Azasan | Salix Pharmaceuticals, Inc.
TPMT TESTING CANNOT SUBSTITUTE FOR COMPLETE BLOOD COUNT (CBC) MONITORING IN PATIENTS RECEIVING AZASAN. TPMT genotyping or phenotyping can be used to identify patients with absent or reduced TPMT activity. Patients with low or absent TPMT activity are at an increased risk of developing severe, life-threatening myelotoxicity from AZASAN if conventional doses are given. Physicians may consider alternative therapies for patients who have low or absent TPMT activity (homozygous for non-functional alleles). AZASAN should be administered with caution to patients having one non-functional allele (heterozygous) who are at risk for reduced TPMT activity that may lead to toxicity if conventional doses are given. Dosage reduction is recommended in patients with reduced TPMT activity. Early drug discontinuation may be considered in patients with abnormal CBC results that do not respond to dose reduction.

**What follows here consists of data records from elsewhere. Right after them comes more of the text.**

//! Presentation series derived from an [`OracleSnapshot`]. Pure functions,
//! nothing here mutates state.

use std::collections::HashMap;

use serde::Serialize;

use crate::constants::{dashboard, COUNTRY_COORDS};
use crate::data::counsel::CounselOutcome;
use crate::data::money::millions_label;
use crate::events::TradeEvent;
use crate::services::oracle::OracleSnapshot;

#[derive(Clone, Debug, PartialEq, Serialize)]
pub struct TimelinePoint {
    pub index: usize,
    pub value_millions: f64,
}

#[derive(Clone, Debug, PartialEq, Serialize)]
pub struct CommodityShare {
    pub name: String,
    pub value_millions: f64,
}

#[derive(Clone, Copy, Debug, PartialEq, Serialize)]
pub struct MapPoint {
    pub x: f64,
    pub y: f64,
}

#[derive(Clone, Debug, PartialEq, Serialize)]
pub struct FlowArc {
    pub id: String,
    pub origin: MapPoint,
    pub destination: MapPoint,
}

#[derive(Clone, Debug, Serialize)]
#[serde(rename_all = "camelCase")]
pub struct DashboardSnapshot {
    pub total_volume: u64,
    pub total_volume_label: String,
    pub window_len: usize,
    pub market_openings: usize,
    pub analyzing: bool,
    pub counsel: Option<CounselOutcome>,
    pub timeline: Vec<TimelinePoint>,
    pub commodity_mix: Vec<CommodityShare>,
    pub flow_arcs: Vec<FlowArc>,
    /// Newest first
    pub feed: Vec<TradeEvent>,
}

impl DashboardSnapshot {
    pub fn build(snapshot: &OracleSnapshot) -> Self {
        let events = &snapshot.events;
        Self {
            total_volume: snapshot.total_volume,
            total_volume_label: millions_label(snapshot.total_volume, 1),
            window_len: events.len(),
            market_openings: snapshot
                .counsel
                .as_ref()
                .map_or(0, |c| c.counsel.opportunities.len()),
            analyzing: snapshot.analyzing,
            counsel: snapshot.counsel.clone(),
            timeline: volume_timeline(events, dashboard::TIMELINE_POINTS),
            commodity_mix: commodity_mix(events, dashboard::TOP_COMMODITIES),
            flow_arcs: flow_arcs(events, dashboard::FLOW_ARCS),
            feed: live_feed(events),
        }
    }
}

/// Last `limit` event values in millions, oldest first.
pub fn volume_timeline(events: &[TradeEvent], limit: usize) -> Vec<TimelinePoint> {
    tail(events, limit)
        .iter()
        .enumerate()
        .map(|(index, e)| TimelinePoint {
            index,
            value_millions: e.value_millions(),
        })
        .collect()
}

/// Total value per commodity over the whole window, largest first.
/// Ties keep alphabetical order so the output is stable.
pub fn commodity_mix(events: &[TradeEvent], limit: usize) -> Vec<CommodityShare> {
    let mut totals: HashMap<&str, u64> = HashMap::new();
    for e in events {
        *totals.entry(e.commodity.as_str()).or_default() += e.value;
    }

    let mut ranked: Vec<(&str, u64)> = totals.into_iter().collect();
    ranked.sort_by(|a, b| b.1.cmp(&a.1).then_with(|| a.0.cmp(b.0)));
    ranked
        .into_iter()
        .take(limit)
        .map(|(name, total)| CommodityShare {
            name: name.to_string(),
            value_millions: total as f64 / 1e6,
        })
        .collect()
}

/// Map arcs for the last `limit` events. Events touching a country without
/// known coordinates are skipped.
pub fn flow_arcs(events: &[TradeEvent], limit: usize) -> Vec<FlowArc> {
    tail(events, limit)
        .iter()
        .filter_map(|e| {
            Some(FlowArc {
                id: e.id.clone(),
                origin: country_position(&e.origin)?,
                destination: country_position(&e.destination)?,
            })
        })
        .collect()
}

pub fn live_feed(events: &[TradeEvent]) -> Vec<TradeEvent> {
    events.iter().rev().cloned().collect()
}

pub fn country_position(country: &str) -> Option<MapPoint> {
    COUNTRY_COORDS
        .iter()
        .find(|(name, _, _)| *name == country)
        .map(|&(_, x, y)| MapPoint { x, y })
}

fn tail(events: &[TradeEvent], limit: usize) -> &[TradeEvent] {
    &events[events.len().saturating_sub(limit)..]
}
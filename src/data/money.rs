//! Money labels used by the digest and the dashboard.

/// Fixed-point rendering of a non-negative number where an exact tie rounds
/// up (`10.25` -> `10.3`), the way JavaScript's `toFixed` does. Rust's `{:.N}`
/// rounds exact ties to even; every other value already formats identically.
pub fn to_fixed(x: f64, decimals: usize) -> String {
    let factor = 10f64.powi(decimals as i32);
    let scaled = x * factor;
    // `scaled` can land on .5 by rounding; the fused check confirms x itself
    // sits exactly halfway between two representable labels.
    if scaled.fract() == 0.5 && x.mul_add(2.0 * factor, -2.0 * scaled) == 0.0 {
        return format!("{:.*}", decimals, scaled.ceil() / factor);
    }
    format!("{:.*}", decimals, x)
}

/// `$12.35M` style label for a USD amount.
pub fn millions_label(value: u64, decimals: usize) -> String {
    format!("${}M", to_fixed(value as f64 / 1e6, decimals))
}
use tokio::sync::broadcast;

use crate::events::OracleEvent;

/// Fan-out of window and counsel changes to presentation subscribers.
///
/// The feed keeps running whether or not anyone listens, so a notification
/// with no subscribers is simply delivered to nobody.
#[derive(Clone)]
pub struct EventBus {
    changes: broadcast::Sender<OracleEvent>,
}

impl EventBus {
    pub fn new(capacity: usize) -> Self {
        let (changes, _) = broadcast::channel(capacity.max(1));
        Self { changes }
    }

    pub fn subscribe(&self) -> broadcast::Receiver<OracleEvent> {
        self.changes.subscribe()
    }

    /// Returns how many subscribers the change was delivered to.
    pub fn notify(&self, change: OracleEvent) -> usize {
        self.changes.send(change).unwrap_or(0)
    }

    pub fn subscriber_count(&self) -> usize {
        self.changes.receiver_count()
    }
}
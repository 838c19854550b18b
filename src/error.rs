//! Custom error types for the trade oracle
//!
//! Provides structured, typed errors instead of generic Box<dyn Error>

use async_openai::error::OpenAIError;
use thiserror::Error;

/// Top-level application errors
#[derive(Error, Debug)]
pub enum OracleError {
    #[error("Configuration error: {0}")]
    Config(String),

    #[error("I/O error: {0}")]
    Io(#[from] std::io::Error),

    #[error("Config parse error: {0}")]
    Yaml(#[from] serde_yaml::Error),

    #[error("Server error: {0}")]
    Server(String),
}

/// Failures at the summarization boundary.
///
/// None of these reach the presentation layer; the counsel fetcher turns every
/// one of them into the static fallback.
#[derive(Error, Debug)]
pub enum CounselError {
    #[error("LLM API error: {0}")]
    Llm(#[from] OpenAIError),

    #[error("Transport error: {0}")]
    Transport(String),

    #[error("Empty response from model")]
    EmptyResponse,

    #[error("Response does not match counsel schema: {0}")]
    Parse(#[from] serde_json::Error),

    #[error("Invalid request: {0}")]
    Request(String),
}

impl From<String> for OracleError {
    fn from(err: String) -> Self {
        OracleError::Config(err)
    }
}

impl From<&str> for OracleError {
    fn from(err: &str) -> Self {
        OracleError::Config(err.to_string())
    }
}
use std::time::Duration;

use tokio::sync::mpsc;
use tokio::task::JoinHandle;
use tracing::info;

use crate::services::oracle::Oracle;

/// A single scheduled tick.
#[derive(Clone, Copy, Debug, PartialEq, Eq)]
pub struct Tick;

/// Drives the feed from a tick channel.
///
/// Production feeds the channel from [`spawn_interval_ticks`]; tests send
/// ticks directly so nothing waits on the wall clock.
pub struct SimulationService {
    oracle: Oracle,
}

impl SimulationService {
    pub fn new(oracle: Oracle) -> Self {
        Self { oracle }
    }

    /// Process ticks until the channel closes. Each tick runs the generator
    /// synchronously; an automatic analysis, when one fires, runs on its own
    /// task so later ticks are not held up by the model.
    pub async fn run(self, mut ticks: mpsc::Receiver<Tick>) {
        info!("📡 [FEED] Simulation started");
        while ticks.recv().await.is_some() {
            let outcome = self.oracle.tick();
            if let Some(ticket) = outcome.auto_analysis {
                self.oracle.spawn_analysis(ticket);
            }
        }
        info!("📡 [FEED] Tick source closed, simulation stopped");
    }

    pub fn start(self, ticks: mpsc::Receiver<Tick>) -> JoinHandle<()> {
        tokio::spawn(self.run(ticks))
    }
}

/// Emit a [`Tick`] every `period`, first one after one full period. Stops when
/// the receiver is dropped.
pub fn spawn_interval_ticks(period: Duration) -> (mpsc::Receiver<Tick>, JoinHandle<()>) {
    let (tx, rx) = mpsc::channel(1);
    let start = tokio::time::Instant::now() + period;
    let handle = tokio::spawn(async move {
        let mut interval = tokio::time::interval_at(start, period);
        interval.set_missed_tick_behavior(tokio::time::MissedTickBehavior::Delay);
        loop {
            interval.tick().await;
            if tx.send(Tick).await.is_err() {
                break;
            }
        }
    });
    (rx, handle)
}
//! Stub summarizers and fixtures shared by the service unit tests.

use std::sync::atomic::{AtomicUsize, Ordering};
use std::sync::Arc;

use async_trait::async_trait;
use tokio::sync::Notify;

use crate::data::counsel::{Counsel, StrategyType, TradeAction, TradeOpportunity};
use crate::error::CounselError;
use crate::events::{TradeDirection, TradeEvent};
use crate::llm::Summarizer;

/// Returns the same text on every call.
pub struct CannedSummarizer {
    pub response: String,
    pub calls: AtomicUsize,
}

impl CannedSummarizer {
    pub fn new(response: impl Into<String>) -> Arc<Self> {
        Arc::new(Self {
            response: response.into(),
            calls: AtomicUsize::new(0),
        })
    }

    pub fn calls(&self) -> usize {
        self.calls.load(Ordering::SeqCst)
    }
}

#[async_trait]
impl Summarizer for CannedSummarizer {
    async fn complete(&self, _system_prompt: &str, _user_input: &str) -> Result<String, CounselError> {
        self.calls.fetch_add(1, Ordering::SeqCst);
        Ok(self.response.clone())
    }
}

/// Fails every call with a transport error.
#[derive(Default)]
pub struct FailingSummarizer {
    pub calls: AtomicUsize,
}

impl FailingSummarizer {
    pub fn calls(&self) -> usize {
        self.calls.load(Ordering::SeqCst)
    }
}

#[async_trait]
impl Summarizer for FailingSummarizer {
    async fn complete(&self, _system_prompt: &str, _user_input: &str) -> Result<String, CounselError> {
        self.calls.fetch_add(1, Ordering::SeqCst);
        Err(CounselError::Transport("connection refused".to_string()))
    }
}

/// Signals `entered` on each call, then blocks until `release` is notified.
pub struct GatedSummarizer {
    pub response: String,
    pub calls: AtomicUsize,
    pub entered: Notify,
    pub release: Notify,
}

impl GatedSummarizer {
    pub fn new(response: impl Into<String>) -> Arc<Self> {
        Arc::new(Self {
            response: response.into(),
            calls: AtomicUsize::new(0),
            entered: Notify::new(),
            release: Notify::new(),
        })
    }

    pub fn calls(&self) -> usize {
        self.calls.load(Ordering::SeqCst)
    }
}

#[async_trait]
impl Summarizer for GatedSummarizer {
    async fn complete(&self, _system_prompt: &str, _user_input: &str) -> Result<String, CounselError> {
        self.calls.fetch_add(1, Ordering::SeqCst);
        self.entered.notify_one();
        self.release.notified().await;
        Ok(self.response.clone())
    }
}

/// Records the user input of the last call.
#[derive(Default)]
pub struct RecordingSummarizer {
    pub last_input: std::sync::Mutex<Option<String>>,
}

#[async_trait]
impl Summarizer for RecordingSummarizer {
    async fn complete(&self, _system_prompt: &str, user_input: &str) -> Result<String, CounselError> {
        *self.last_input.lock().unwrap() = Some(user_input.to_string());
        Ok(serde_json::to_string(&sample_counsel()).unwrap())
    }
}

pub fn sample_counsel() -> Counsel {
    Counsel {
        summary: "Asian semiconductor corridors are running hot.".to_string(),
        market_sentiment: "Bullish".to_string(),
        recommended_action: "Add exposure to Pacific logistics.".to_string(),
        risks: vec!["Port strikes".to_string()],
        opportunities: vec![
            TradeOpportunity {
                pair: "TAIWAN -> USA".to_string(),
                commodity: "Semiconductors".to_string(),
                action: TradeAction::StrongBuy,
                strategy_type: StrategyType::Momentum,
                confidence: 91.5,
                rationale: "Three large shipments in the last window.".to_string(),
                target_yield: "+9.8%".to_string(),
            },
            TradeOpportunity {
                pair: "BRAZIL -> CHINA".to_string(),
                commodity: "Soybeans".to_string(),
                action: TradeAction::Hedge,
                strategy_type: StrategyType::MacroTrend,
                confidence: 120.0,
                rationale: "Demand spike ahead of harvest.".to_string(),
                target_yield: "+4.1%".to_string(),
            },
            TradeOpportunity {
                pair: "UAE -> INDIA".to_string(),
                commodity: "Crude Oil".to_string(),
                action: TradeAction::Watch,
                strategy_type: StrategyType::Arbitrage,
                confidence: -5.0,
                rationale: "Spread between corridors widening.".to_string(),
                target_yield: "+2.0%".to_string(),
            },
        ],
    }
}

pub fn sample_counsel_json() -> String {
    serde_json::to_string(&sample_counsel()).unwrap()
}

pub fn make_event(id: &str, commodity: &str, value: u64) -> TradeEvent {
    make_route(id, "USA", "Vietnam", commodity, value)
}

pub fn make_route(id: &str, origin: &str, destination: &str, commodity: &str, value: u64) -> TradeEvent {
    TradeEvent {
        id: id.to_string(),
        origin: origin.to_string(),
        destination: destination.to_string(),
        commodity: commodity.to_string(),
        value,
        timestamp: 1_700_000_000_000,
        direction: TradeDirection::Export,
    }
}
use serde::{Deserialize, Serialize};

use crate::data::counsel::CounselOutcome;
use crate::data::money::millions_label;

#[derive(Clone, Copy, Debug, PartialEq, Eq, Hash, Serialize, Deserialize)]
pub enum TradeDirection {
    Export,
    Import,
}

impl TradeDirection {
    pub fn as_str(&self) -> &'static str {
        match self {
            TradeDirection::Export => "Export",
            TradeDirection::Import => "Import",
        }
    }
}

/// One simulated trade transaction. Immutable once generated.
#[derive(Clone, Debug, PartialEq, Serialize, Deserialize)]
pub struct TradeEvent {
    /// Opaque per-event id, only meaningful as a list identity
    pub id: String,
    pub origin: String,
    pub destination: String,
    pub commodity: String,
    /// USD, in [10_000_000, 60_000_000)
    pub value: u64,
    /// Unix epoch milliseconds at generation
    pub timestamp: i64,
    #[serde(rename = "type")]
    pub direction: TradeDirection,
}

impl TradeEvent {
    /// Value in USD millions.
    pub fn value_millions(&self) -> f64 {
        self.value as f64 / 1e6
    }

    /// Compact line used in the digest sent to the model,
    /// e.g. `USA -> Vietnam: Semiconductors ($42.1M)`.
    pub fn digest_line(&self) -> String {
        format!(
            "{} -> {}: {} ({})",
            self.origin,
            self.destination,
            self.commodity,
            millions_label(self.value, 1)
        )
    }
}

// Global Event Enum
#[derive(Clone, Debug)]
pub enum OracleEvent {
    /// A new event entered the window
    Trade(TradeEvent),
    /// The current counsel was replaced
    Counsel(CounselOutcome),
}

Renal Homotransplantation: The dose of AZASAN required to prevent rejection and minimize toxicity will vary with individual patients; this necessitates careful management. The initial dose is usually 3 to 5 mg/kg daily, beginning at the time of transplant. AZASAN is usually given as a single daily dose on the day of, and in a minority of cases 1 to 3 days before, transplantation. Dose reduction to maintenance levels of 1 to 3 mg/kg daily is usually possible. The dose of AZASAN should not be increased to toxic levels because of threatened rejection. Discontinuation may be necessary for severe hematologic or other toxicity, even if rejection of the homograft may be a consequence of drug withdrawal.

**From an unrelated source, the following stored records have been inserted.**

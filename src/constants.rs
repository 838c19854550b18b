//! Application-wide constants and fixed catalogs
//!
//! The simulated feed draws from the catalogs below. They are fixed and
//! non-empty, and the country set has more than one member, so event
//! generation can never fail.

use std::time::Duration;

/// Trade feed simulation constants
pub mod feed {
    use super::*;

    /// How often the simulated feed emits a new event
    pub const TICK_INTERVAL: Duration = Duration::from_millis(4000);

    /// Number of most recent events kept in the window
    pub const WINDOW_SIZE: usize = 50;

    /// Lower bound (inclusive) of a simulated trade value, in USD
    pub const MIN_TRADE_VALUE: u64 = 10_000_000;

    /// Upper bound (exclusive) of a simulated trade value, in USD
    pub const MAX_TRADE_VALUE: u64 = 60_000_000;

    /// Capacity of the broadcast bus used to notify subscribers
    pub const BUS_CAPACITY: usize = 256;
}

/// Counsel fetching constants
pub mod counsel {
    /// Number of most recent events rendered into the digest sent to the model
    pub const DIGEST_SIZE: usize = 15;

    /// Window length at which the one-shot automatic analysis fires
    pub const AUTO_TRIGGER_THRESHOLD: usize = 5;

    /// Number of opportunities the analyst is asked for
    pub const REQUESTED_OPPORTUNITIES: usize = 3;
}

/// Dashboard series lengths
pub mod dashboard {
    /// Points on the volume momentum timeline
    pub const TIMELINE_POINTS: usize = 20;

    /// Commodities shown in the mix breakdown
    pub const TOP_COMMODITIES: usize = 5;

    /// Arcs drawn on the flow map
    pub const FLOW_ARCS: usize = 8;
}

pub const COUNTRIES: &[&str] = &[
    "USA",
    "China",
    "Germany",
    "Japan",
    "South Korea",
    "Singapore",
    "Netherlands",
    "United Kingdom",
    "France",
    "UAE",
    "Brazil",
    "India",
    "Australia",
    "Canada",
    "Mexico",
    "Vietnam",
    "Taiwan",
    "Malaysia",
];

pub const COMMODITIES: &[&str] = &[
    "Semiconductors",
    "Crude Oil",
    "Natural Gas",
    "Lithium",
    "Rare Earths",
    "Copper",
    "Steel",
    "Soybeans",
    "Pharmaceuticals",
    "Automobiles",
    "Consumer Electronics",
    "Textiles",
];

/// Normalized (0-100) map positions used by the flow map, keyed by country.
pub const COUNTRY_COORDS: &[(&str, f64, f64)] = &[
    ("USA", 20.0, 35.0),
    ("China", 78.0, 40.0),
    ("Germany", 52.0, 30.0),
    ("Japan", 88.0, 38.0),
    ("South Korea", 85.0, 38.0),
    ("Singapore", 78.0, 65.0),
    ("Netherlands", 50.0, 28.0),
    ("United Kingdom", 48.0, 25.0),
    ("France", 49.0, 32.0),
    ("UAE", 62.0, 50.0),
    ("Brazil", 35.0, 75.0),
    ("India", 72.0, 52.0),
    ("Australia", 85.0, 80.0),
    ("Canada", 20.0, 20.0),
    ("Mexico", 18.0, 45.0),
    ("Vietnam", 79.0, 55.0),
    ("Taiwan", 82.0, 45.0),
    ("Malaysia", 76.0, 61.0),
];

/// Logging event names for structured logging
pub mod events {
    pub const TRADE_GENERATED: &str = "trade_generated";
    pub const AUTO_ANALYSIS_TRIGGERED: &str = "auto_analysis_triggered";
    pub const ANALYSIS_SKIPPED: &str = "analysis_skipped";
    pub const COUNSEL_RECEIVED: &str = "counsel_received";
    pub const COUNSEL_FALLBACK: &str = "counsel_fallback";
}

Rheumatoid Arthritis: AZASAN is usually given on a daily basis. The initial dose should be approximately 1.0 mg/kg (50 to 100 mg) given as a single dose or on a twice-daily schedule. The dose may be increased, beginning at 6 to 8 weeks and thereafter by steps at 4-week intervals, if there are no serious toxicities and if initial response is unsatisfactory. Dose increments should be 0.5 mg/kg daily, up to a maximum dose of 2.5 mg/kg per day. Therapeutic response occurs after several weeks of treatment, usually 6 to 8; an adequate trial should be a minimum of 12 weeks. Patients not improved after 12 weeks can be considered refractory. AZASAN may be continued long-term in patients with clinical response, but patients should be monitored carefully, and gradual dosage reduction should be attempted to reduce risk of toxicities.
Maintenance therapy should be at the lowest effective dose, and the dose given can be lowered decrementally with changes of 0.5 mg/kg or approximately 25 mg daily every 4 weeks while other therapy is kept constant. The optimum duration of maintenance AZASAN has not been determined. AZASAN can be discontinued abruptly, but delayed effects are possible.
Use in Renal Dysfunction: Relatively oliguric patients, especially those with tubular necrosis in the immediate post-cadaveric transplant period, may have delayed clearance of AZASAN or its metabolites, may be particularly sensitive to this drug, and are usually given lower doses.
Procedures for proper handling and disposal of this immunosuppressive antimetabolite drug should be considered. Several guidelines on this subject have been published.25-31 There is no general agreement that all of the procedures recommended in the guidelines are necessary or appropriate.